▸ **WHAT IS EXPECTED**
Where in the data does the word "true" appear? Find those lines and copy them.

(Collected data)

_____

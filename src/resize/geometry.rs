// SPDX-License-Identifier: MPL-2.0
//! Geometry of a resize gesture: draggable edges, bounds and per-axis clamping.
//!
//! Uses `f32` throughout to match Iced's coordinate space.

use iced::{Point, Size};
use serde::{Deserialize, Serialize};

/// Which edge(s) of the box can be dragged.
#[derive(Debug, Clone, Copy, PartialEq, Eq, Default, Serialize, Deserialize)]
pub enum Direction {
    /// Bottom edge, changes the height.
    #[default]
    #[serde(rename = "s", alias = "south")]
    South,
    /// Right edge, changes the width.
    #[serde(rename = "e", alias = "east")]
    East,
    /// Bottom-right corner, changes both.
    #[serde(rename = "se", alias = "southeast")]
    SouthEast,
}

impl Direction {
    pub const ALL: [Direction; 3] = [Direction::South, Direction::East, Direction::SouthEast];

    /// Whether dragging changes the height.
    #[must_use]
    pub fn includes_south(self) -> bool {
        matches!(self, Direction::South | Direction::SouthEast)
    }

    /// Whether dragging changes the width.
    #[must_use]
    pub fn includes_east(self) -> bool {
        matches!(self, Direction::East | Direction::SouthEast)
    }
}

impl std::str::FromStr for Direction {
    type Err = String;

    fn from_str(s: &str) -> Result<Self, Self::Err> {
        match s.to_lowercase().as_str() {
            "s" | "south" => Ok(Direction::South),
            "e" | "east" => Ok(Direction::East),
            "se" | "southeast" => Ok(Direction::SouthEast),
            other => Err(format!("invalid direction: {other}")),
        }
    }
}

impl std::fmt::Display for Direction {
    fn fmt(&self, f: &mut std::fmt::Formatter<'_>) -> std::fmt::Result {
        let s = match self {
            Direction::South => "s",
            Direction::East => "e",
            Direction::SouthEast => "se",
        };
        f.write_str(s)
    }
}

/// Resolved bounds and behavior flags for one resizable box.
#[derive(Debug, Clone, Copy, PartialEq)]
pub struct Constraints {
    pub min_size: Size,
    /// `f32::INFINITY` on an axis means unbounded.
    pub max_size: Size,
    pub direction: Direction,
    /// Quantization unit. 1 means continuous resizing.
    pub step: f32,
    /// Tolerance allowed around the bounds and for the step remainder.
    pub stepping_margin: f32,
    pub lock_aspect_ratio: bool,
    pub full_width: bool,
    pub allow_ghost_resize: bool,
}

impl Constraints {
    /// Whether the session reports continuous size changes instead of steps.
    #[must_use]
    pub fn is_continuous(&self) -> bool {
        self.step == 1.0
    }

    /// Whether the session reports step-boundary crossings.
    #[must_use]
    pub fn is_stepped(&self) -> bool {
        self.step > 1.0
    }
}

/// Size change since the box was created, expressed in steps.
#[derive(Debug, Clone, Copy, PartialEq, Default)]
pub struct StepDelta {
    pub dx: f32,
    pub dy: f32,
}

impl StepDelta {
    /// Normalized delta between `current` and `original`.
    #[must_use]
    pub fn between(current: Size, original: Size, step: f32) -> Self {
        Self {
            dx: (current.width - original.width) / step,
            dy: (current.height - original.height) / step,
        }
    }
}

/// Outcome of projecting a pointer sample onto one axis.
#[derive(Debug, Clone, Copy, PartialEq)]
pub struct AxisProposal {
    /// Snapped and clamped length.
    pub value: f32,
    /// Whether the movement is accepted on this axis.
    pub can_change: bool,
}

/// Bounds of one axis.
#[derive(Debug, Clone, Copy, PartialEq)]
pub struct AxisBounds {
    pub min: f32,
    pub max: f32,
}

/// Projects a drag `distance` from `base` onto one axis.
///
/// The un-stepped length must stay within the bounds widened by `margin`
/// and the step remainder must not exceed `margin`. The returned value is
/// snapped down to the step then clamped to the exact bounds, max last.
#[must_use]
pub fn propose_axis(
    base: f32,
    distance: f32,
    step: f32,
    margin: f32,
    bounds: AxisBounds,
    eligible: bool,
) -> AxisProposal {
    let unstepped = base + distance;
    let remainder = distance % step;

    let can_change = eligible
        && unstepped >= bounds.min - margin
        && unstepped <= bounds.max + margin
        && remainder <= margin;

    let mut value = unstepped - remainder;
    if value < bounds.min {
        value = bounds.min;
    }
    if value > bounds.max {
        value = bounds.max;
    }

    AxisProposal { value, can_change }
}

/// Per-axis proposals for one pointer sample.
#[derive(Debug, Clone, Copy, PartialEq)]
pub struct Proposal {
    pub width: AxisProposal,
    pub height: AxisProposal,
}

impl Proposal {
    /// Applies the accepted axes on top of `current`.
    #[must_use]
    pub fn commit(&self, current: Size) -> Size {
        Size::new(
            if self.width.can_change {
                self.width.value
            } else {
                current.width
            },
            if self.height.can_change {
                self.height.value
            } else {
                current.height
            },
        )
    }
}

/// Computes the size proposed by a pointer at `pointer` for a gesture that
/// started at `anchor` with the box at `base`.
#[must_use]
pub fn propose(
    constraints: &Constraints,
    anchor: Point,
    pointer: Point,
    base: Size,
    original: Size,
) -> Proposal {
    let distance = pointer - anchor;

    let height = propose_axis(
        base.height,
        distance.y,
        constraints.step,
        constraints.stepping_margin,
        AxisBounds {
            min: constraints.min_size.height,
            max: constraints.max_size.height,
        },
        constraints.direction.includes_south(),
    );

    let mut width = propose_axis(
        base.width,
        distance.x,
        constraints.step,
        constraints.stepping_margin,
        AxisBounds {
            min: constraints.min_size.width,
            max: constraints.max_size.width,
        },
        constraints.direction.includes_east(),
    );

    // Height drives the width when the aspect ratio is locked.
    if constraints.direction == Direction::SouthEast && constraints.lock_aspect_ratio {
        let aspect_ratio = original.height / original.width;
        width.value = height.value / aspect_ratio;
    }

    Proposal { width, height }
}

#[cfg(test)]
mod tests {
    use super::*;

    fn bounds(min: f32, max: f32) -> AxisBounds {
        AxisBounds { min, max }
    }

    #[test]
    fn direction_axes() {
        assert!(Direction::South.includes_south());
        assert!(!Direction::South.includes_east());
        assert!(Direction::East.includes_east());
        assert!(!Direction::East.includes_south());
        assert!(Direction::SouthEast.includes_south());
        assert!(Direction::SouthEast.includes_east());
    }

    #[test]
    fn direction_parses_short_and_long_names() {
        assert_eq!("s".parse::<Direction>(), Ok(Direction::South));
        assert_eq!("East".parse::<Direction>(), Ok(Direction::East));
        assert_eq!("se".parse::<Direction>(), Ok(Direction::SouthEast));
        assert!("nw".parse::<Direction>().is_err());
    }

    #[test]
    fn direction_display_uses_short_names() {
        assert_eq!(Direction::SouthEast.to_string(), "se");
    }

    #[test]
    fn continuous_step_is_accepted_as_is() {
        let p = propose_axis(50.0, 17.0, 1.0, 20.0, bounds(50.0, f32::INFINITY), true);
        assert!(p.can_change);
        assert_eq!(p.value, 67.0);
    }

    #[test]
    fn stepped_distance_snaps_down() {
        let p = propose_axis(50.0, 24.0, 10.0, 20.0, bounds(50.0, f32::INFINITY), true);
        assert!(p.can_change);
        assert_eq!(p.value, 70.0);
    }

    #[test]
    fn remainder_above_margin_rejects_axis() {
        let p = propose_axis(50.0, 29.0, 30.0, 20.0, bounds(50.0, f32::INFINITY), true);
        assert!(!p.can_change);
    }

    #[test]
    fn negative_remainder_follows_dividend_sign() {
        // -24 % 10 == -4, snapping moves away from zero: 100 - 24 + 4 = 80.
        let p = propose_axis(100.0, -24.0, 10.0, 20.0, bounds(50.0, 200.0), true);
        assert!(p.can_change);
        assert_eq!(p.value, 80.0);
    }

    #[test]
    fn below_min_within_margin_clamps_to_min() {
        let p = propose_axis(50.0, -15.0, 1.0, 20.0, bounds(50.0, 100.0), true);
        assert!(p.can_change);
        assert_eq!(p.value, 50.0);
    }

    #[test]
    fn beyond_margin_is_rejected_but_still_clamped() {
        let p = propose_axis(100.0, 50.0, 1.0, 20.0, bounds(50.0, 120.0), true);
        assert!(!p.can_change);
        assert_eq!(p.value, 120.0);
    }

    #[test]
    fn ineligible_axis_never_changes() {
        let p = propose_axis(50.0, 10.0, 1.0, 20.0, bounds(50.0, 100.0), false);
        assert!(!p.can_change);
    }

    #[test]
    fn inverted_bounds_apply_max_last() {
        let p = propose_axis(50.0, 0.0, 1.0, 20.0, bounds(80.0, 60.0), true);
        assert_eq!(p.value, 60.0);
    }

    #[test]
    fn step_delta_is_normalized_by_step() {
        let delta = StepDelta::between(Size::new(120.0, 80.0), Size::new(100.0, 50.0), 10.0);
        assert_eq!(delta, StepDelta { dx: 2.0, dy: 3.0 });
    }

    #[test]
    fn proposal_commits_only_accepted_axes() {
        let proposal = Proposal {
            width: AxisProposal {
                value: 300.0,
                can_change: false,
            },
            height: AxisProposal {
                value: 90.0,
                can_change: true,
            },
        };
        assert_eq!(
            proposal.commit(Size::new(250.0, 50.0)),
            Size::new(250.0, 90.0)
        );
    }
}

_____

▸ **SOLUTION TO THE PROBLEM**
        let p = propose_axis(50.0, 17.0, 1.0, 20.0, bounds(50.0, f32::INFINITY), true);
        let p = propose_axis(50.0, 24.0, 10.0, 20.0, bounds(50.0, f32::INFINITY), true);
        let p = propose_axis(50.0, 29.0, 30.0, 20.0, bounds(50.0, f32::INFINITY), true);
        let p = propose_axis(100.0, -24.0, 10.0, 20.0, bounds(50.0, 200.0), true);
        let p = propose_axis(50.0, -15.0, 1.0, 20.0, bounds(50.0, 100.0), true);
        let p = propose_axis(100.0, 50.0, 1.0, 20.0, bounds(50.0, 120.0), true);
        let p = propose_axis(50.0, 0.0, 1.0, 20.0, bounds(80.0, 60.0), true);
                can_change: true,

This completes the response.